Татьяна Вольтская: Это история вашего рода?
Дина Рубина: Это история и моего рода, это и какие-то истории, которые мне пришлось встретить. Конечно же, совершенно переработанные писательским сознанием и писательской рукой. Тем не менее, это такая добыча жизни, назвала бы я, добыча писательского улова. Потому что писатель ведь всегда подсматривает, он всегда охотник, который держит на мушке саму жизнь.
Татьяна Вольтская: Вы сказали, что есть всего 36 сюжетов в литературе. Для вас есть важнейшие из этих 36-ти - и для жизни, и для литературы?
Дина Рубина: Я думаю, что все 36 важны, потому что каждый дает писателю свободу на этом конкретном сюжете построить необыкновенное что-то. Ну, «Гамлет», например. Ведь можно все что угодно придумать на этом сюжете. Многие детективы на этом придуманы, «Золушка», «Спящая красавица», «Отелло»…
Татьяна Вольтская: Вы сейчас сказали, что писатель это ловец жизни, расставляющий сети. Естественно, это так. Я очень люблю Клайва Стейплза Льюиса, у которого есть замечательное высказывание в одном из эссе о том, что хороший литератор получается из того человека, для которого есть в жизни что-то, что он любит больше, чем литературу.
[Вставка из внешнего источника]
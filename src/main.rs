//! # Scene Sync CLI (`scenesync`)
//!
//! Author narrative scenes and keep a vector index in step with them.
//!
//! ## Usage
//!
//! ```bash
//! scenesync --config ./config/scenesync.toml <command>
//! ```
//!
//! ## Commands
//!
//! | Command | Description |
//! |---------|-------------|
//! | `scenesync init` | Create the SQLite database and run schema migrations |
//! | `scenesync scene add` | Author a new scene (marked dirty) |
//! | `scenesync scene edit <id>` | Change fields of a scene (marked dirty) |
//! | `scenesync scene list` | List scenes by chapter |
//! | `scenesync scene show <id>` | Print a scene, its index key and digest as JSON |
//! | `scenesync chapters` | List chapters with their next free scene index |
//! | `scenesync character add/list` | Manage characters |
//! | `scenesync sync` | Push dirty scenes to the vector index |
//! | `scenesync status` | Totals, dirty count and the last sync run |
//! | `scenesync search "<query>"` | Semantic search over synchronized scenes |
//!
//! Logging goes to stderr and is controlled with `RUST_LOG`
//! (default `warn`).

use clap::{Args, Parser, Subcommand};
use std::path::PathBuf;
use tracing_subscriber::EnvFilter;

use scene_sync::progress::ProgressMode;
use scene_sync::scene_cmd::{self, SceneArgs};
use scene_sync::{config, migrate, search, stats, sync_cmd};

/// Scene Sync: author narrative scenes and synchronize them into a vector index.
///
/// All commands accept a `--config` flag pointing to a TOML configuration
/// file. See `config/scenesync.example.toml` for a full example.
#[derive(Parser)]
#[command(
    name = "scenesync",
    about = "Scene authoring and incremental vector-index synchronization",
    version
)]
struct Cli {
    /// Path to configuration file (TOML).
    #[arg(long, global = true, default_value = "./config/scenesync.toml")]
    config: PathBuf,

    #[command(subcommand)]
    command: Commands,
}

#[derive(Subcommand)]
enum Commands {
    /// Initialize the database schema.
    ///
    /// Idempotent; running it on an existing database is safe.
    Init,

    /// Author and inspect scenes.
    Scene {
        #[command(subcommand)]
        action: SceneAction,
    },

    /// List chapters that have a title, with the next free scene index.
    Chapters,

    /// Manage characters.
    Character {
        #[command(subcommand)]
        action: CharacterAction,
    },

    /// Synchronize dirty scenes into the vector index.
    ///
    /// Scenes whose embedding or upsert fails stay dirty and are retried on
    /// the next run.
    Sync {
        /// Show what would be indexed without embedding or writing anything.
        #[arg(long)]
        dry_run: bool,

        /// Progress output on stderr: `off`, `human`, or `json`.
        /// Defaults to `human` on a terminal and `off` otherwise.
        #[arg(long)]
        progress: Option<String>,
    },

    /// Show totals, dirty count and the last sync run.
    Status,

    /// Semantic search over synchronized scenes.
    Search {
        /// The search query string.
        query: String,

        /// Maximum number of results to return.
        #[arg(long)]
        limit: Option<usize>,
    },
}

#[derive(Subcommand)]
enum SceneAction {
    /// Add a scene.
    ///
    /// The chapter is given by `--chapter`, or by the `--title` of an existing
    /// chapter. The scene index defaults to the next free one.
    Add {
        #[command(flatten)]
        fields: SceneFields,
    },
    /// Change fields of a scene; fields not given are kept.
    Edit {
        id: String,
        #[command(flatten)]
        fields: SceneFields,
    },
    /// List scenes ordered by chapter and scene index.
    List {
        #[arg(long)]
        chapter: Option<u32>,
        /// Only scenes waiting to be synchronized.
        #[arg(long)]
        dirty: bool,
    },
    /// Print one scene as JSON.
    Show { id: String },
}

#[derive(Subcommand)]
enum CharacterAction {
    Add { name: String },
    List,
}

#[derive(Args)]
struct SceneFields {
    /// Chapter index (0 is the prologue).
    #[arg(long)]
    chapter: Option<u32>,
    /// Chapter title.
    #[arg(long)]
    title: Option<String>,
    /// Scene index within the chapter.
    #[arg(long)]
    scene: Option<u32>,
    #[arg(long)]
    plot: Option<String>,
    #[arg(long)]
    location: Option<String>,
    /// Mood tag; repeat for several. Tags outside `[authoring] mood_options`
    /// are kept as free text.
    #[arg(long = "mood")]
    moods: Vec<String>,
    /// Free-text mood.
    #[arg(long)]
    mood_note: Option<String>,
    /// Character name or id; repeat for several.
    #[arg(long = "character")]
    characters: Vec<String>,
    /// Related context id; repeat for several.
    #[arg(long = "context")]
    context_ids: Vec<String>,
}

impl From<SceneFields> for SceneArgs {
    fn from(f: SceneFields) -> Self {
        SceneArgs {
            chapter: f.chapter,
            title: f.title,
            scene: f.scene,
            plot: f.plot,
            location: f.location,
            moods: f.moods,
            mood_note: f.mood_note,
            characters: f.characters,
            context_ids: f.context_ids,
        }
    }
}

#[tokio::main]
async fn main() -> anyhow::Result<()> {
    tracing_subscriber::fmt()
        .with_env_filter(
            EnvFilter::try_from_default_env().unwrap_or_else(|_| EnvFilter::new("warn")),
        )
        .with_writer(std::io::stderr)
        .init();

    let cli = Cli::parse();
    let cfg = config::load_config(&cli.config)?;

    match cli.command {
        Commands::Init => {
            migrate::run_migrations(&cfg).await?;
            println!("Database initialized successfully.");
        }
        Commands::Scene { action } => match action {
            SceneAction::Add { fields } => {
                scene_cmd::run_scene_add(&cfg, fields.into()).await?;
            }
            SceneAction::Edit { id, fields } => {
                scene_cmd::run_scene_edit(&cfg, &id, fields.into()).await?;
            }
            SceneAction::List { chapter, dirty } => {
                scene_cmd::run_scene_list(&cfg, chapter, dirty).await?;
            }
            SceneAction::Show { id } => {
                scene_cmd::run_scene_show(&cfg, &id).await?;
            }
        },
        Commands::Chapters => {
            scene_cmd::run_chapters(&cfg).await?;
        }
        Commands::Character { action } => match action {
            CharacterAction::Add { name } => {
                scene_cmd::run_character_add(&cfg, &name).await?;
            }
            CharacterAction::List => {
                scene_cmd::run_character_list(&cfg).await?;
            }
        },
        Commands::Sync { dry_run, progress } => {
            let mode = match progress.as_deref() {
                Some(s) => ProgressMode::parse(s).ok_or_else(|| {
                    anyhow::anyhow!("Unknown progress mode: {}. Use off, human, or json.", s)
                })?,
                None => ProgressMode::default_for_tty(),
            };
            sync_cmd::run_sync(&cfg, dry_run, mode).await?;
        }
        Commands::Status => {
            stats::run_status(&cfg).await?;
        }
        Commands::Search { query, limit } => {
            search::run_search(&cfg, &query, limit).await?;
        }
    }

    Ok(())
}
Вы согласны?
Дина Рубина: Надо подумать над этим. Пожалуй, да. Но у меня эта моя любовь к путешествиям связана именно с литературой, поэтому я даже не могу их разделить. Как гончий пес я беру этот след, я не знаю почему. Я не знаю, почему мне вдруг этой весной ужасно хочется поехать в Португалию. Почему Португалия? Я никогда не была в Англии, например. Почему не Англия? Нет, Португалия. Значит, что-то мне оттуда, какие-то импульсы с этой земли. Может, я там кого-то найду, может, кого-то встречу. Или, например, сейчас мне ужасно хочется, по пути домой, тормознуть в Праге и поехать в Карловы Вары. Не на курорт Карловы Вары, а в тот город, где ходили Бетховен, Шиллер, Гёте…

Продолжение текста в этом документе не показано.